Monday, December 08, 2014

Small People ...

"Great people talk about ideas, average people talk about things, and small people talk about wine." - Fran Lebowitz, Writer and Humorist 

When I heard this quote a few years ago, at first I was offended. Hey, I love talking about wine and I don't think I am "small" other in height of 5 feet 2". I try to keep a very open mind when it comes to social matters, new ideas, and generous about change, but I am also far from perfect.  A few weeks ago, this quote popped up again in an article I was reading. Once again I thought about it and I think I finally get it - - I think.  

Now I understand this is done with classic Lebowitz humor, but it does carry some significance. First of all, I need to clarify the majority of the people I know in the wine industry, or other wine lovers who talk about wine are not "small people."  The majority of the winemakers I know have earned their badges. They are adventurous, generous, hard working, love to gamble with Mother Nature, and roll along rather bravely with whatever cruel hand she deals them. 
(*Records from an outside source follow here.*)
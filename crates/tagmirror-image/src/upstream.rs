//! Bridge between tagmirror-core's `TagSource`/`DigestResolver` traits and the
//! concrete registry clients in this crate.

use crate::hub::HubTagLister;
use crate::registry::RegistryClient;
use anyhow::Result;
use async_trait::async_trait;
use std::time::Duration;
use tagmirror_core::config::{TagSourceKind, UpstreamConfig};
use tagmirror_core::source::{DigestResolver, TagSource};

/// The upstream repository being mirrored
///
/// Digests always come from the registry; tag names come from Docker Hub's
/// API or from the registry's own listing.
pub struct UpstreamImage {
    registry: RegistryClient,
    repository: String,
    hub: Option<HubTagLister>,
}

impl UpstreamImage {
    /// Use the registry for both tag listing and digests
    pub fn new(registry: RegistryClient, repository: impl Into<String>) -> Self {
        Self {
            registry,
            repository: repository.into(),
            hub: None,
        }
    }

    /// List tags through Docker Hub instead of the registry
    pub fn with_hub_listing(mut self, hub: HubTagLister) -> Self {
        self.hub = Some(hub);
        self
    }

    /// Build from configuration
    pub fn from_config(config: &UpstreamConfig, timeout: Duration) -> Result<Self> {
        let mut registry = RegistryClient::new(&config.registry, timeout)?
            .with_token_auth(&config.auth_url, &config.auth_service);
        if let Some((username, password)) = config.credentials() {
            registry = registry.with_credentials(username, password);
        }

        let upstream = Self::new(registry, &config.repository);
        match config.tag_source {
            TagSourceKind::Hub => {
                let hub = HubTagLister::new(&config.hub_url, &config.repository, timeout)?;
                Ok(upstream.with_hub_listing(hub))
            }
            TagSourceKind::Registry => Ok(upstream),
        }
    }

    pub fn repository(&self) -> &str {
        &self.repository
    }
}

#[async_trait]
impl TagSource for UpstreamImage {
    async fn list_tags(&self) -> Result<Vec<String>> {
        match &self.hub {
            Some(hub) => hub.list_tags().await,
            None => self.registry.list_tags(&self.repository).await,
        }
    }
}

#[async_trait]
impl DigestResolver for UpstreamImage {
    async fn resolve(&self, tag: &str) -> Result<Option<String>> {
        self.registry.manifest_digest(&self.repository, tag).await
    }
}

#[cfg(test)]
mod tests {
    use super::*;
    use wiremock::matchers::{method, path};
    use wiremock::{Mock, MockServer, ResponseTemplate};

    fn config_for(server: &MockServer, tag_source: TagSourceKind) -> UpstreamConfig {
        UpstreamConfig {
            repository: "library/caddy".to_string(),
            registry: server.uri(),
            hub_url: server.uri(),
            auth_url: format!("{}/token", server.uri()),
            auth_service: "registry.docker.io".to_string(),
            tag_source,
            username: None,
            password: None,
        }
    }

    async fn mount_token(server: &MockServer) {
        Mock::given(method("GET"))
            .and(path("/token"))
            .respond_with(ResponseTemplate::new(200).set_body_json(serde_json::json!({"token": "anon"})))
            .mount(server)
            .await;
    }

    #[tokio::test]
    async fn test_hub_listing_selected_by_config() {
        let server = MockServer::start().await;
        Mock::given(method("GET"))
            .and(path("/v2/repositories/library/caddy/tags"))
            .respond_with(ResponseTemplate::new(200).set_body_json(serde_json::json!({
                "next": null,
                "results": [{"name": "2.8.0"}]
            })))
            .expect(1)
            .mount(&server)
            .await;

        let upstream = UpstreamImage::from_config(
            &config_for(&server, TagSourceKind::Hub),
            Duration::from_secs(5),
        )
        .unwrap();

        assert_eq!(upstream.list_tags().await.unwrap(), vec!["2.8.0"]);
    }

    #[tokio::test]
    async fn test_registry_listing_and_resolution() {
        let server = MockServer::start().await;
        mount_token(&server).await;
        Mock::given(method("GET"))
            .and(path("/v2/library/caddy/tags/list"))
            .respond_with(ResponseTemplate::new(200).set_body_json(serde_json::json!({"tags": ["2.8.0"]})))
            .mount(&server)
            .await;
        Mock::given(method("HEAD"))
            .and(path("/v2/library/caddy/manifests/2.8.0"))
            .respond_with(ResponseTemplate::new(200).insert_header("Docker-Content-Digest", "sha256:AAA"))
            .mount(&server)
            .await;
        Mock::given(method("HEAD"))
            .and(path("/v2/library/caddy/manifests/2.9.0"))
            .respond_with(ResponseTemplate::new(404))
            .mount(&server)
            .await;

        let upstream = UpstreamImage::from_config(
            &config_for(&server, TagSourceKind::Registry),
            Duration::from_secs(5),
        )
        .unwrap();

        assert_eq!(upstream.repository(), "library/caddy");
        assert_eq!(upstream.list_tags().await.unwrap(), vec!["2.8.0"]);
        assert_eq!(
            upstream.resolve("2.8.0").await.unwrap().as_deref(),
            Some("sha256:AAA")
        );
        assert_eq!(upstream.resolve("2.9.0").await.unwrap(), None);
    }

    #[tokio::test]
    async fn test_unreachable_registry_is_transient_error() {
        let server = MockServer::start().await;
        let config = config_for(&server, TagSourceKind::Registry);
        drop(server);

        let upstream = UpstreamImage::from_config(&config, Duration::from_secs(2)).unwrap();
        assert!(upstream.resolve("2.8.0").await.is_err());
    }
}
Sure, there are a few "Vanity Labels" out there. They are often people who do not live in the valley, but seem to think the natives are just "hill-folk," and they (the vanities) will often sashay in with their wine (that someone else produced), and mark it up to an extreme price - - and why? The answer has been, "If Gary Figgins of Leonetti Cellar and Christophe Baron of Cayuse can price their wines on the high-end side, then so can I." 

Is this what you mean by "small people," Fran Lebowitz? For the record, Gary and Christophe earned their stripes by  working in the "trenches," so to speak and can claim their prices since their wines are at a demand. 

There's a certain type of wine consumer who claim they are wine connoisseurs, but tend to limit themselves when it comes to exploring wines.  They have put limits on their wine tasting to either: 1.) Largest and fanciest wineries (because that means a fanciful built winery's wines have to be good, right?) or 2.) The consumer will only go to wineries where wines consistently get scores of 95 and above (because these consumer's think their palates are the same as Parker, Steiman, Laube, to name a few ...) and 3.) Newbies who will only visit wineries who produce just red wine while they ramble on and on  they hate Merlot, but ramble on and on about their prized bottle of Chateau Cheval Blanc.  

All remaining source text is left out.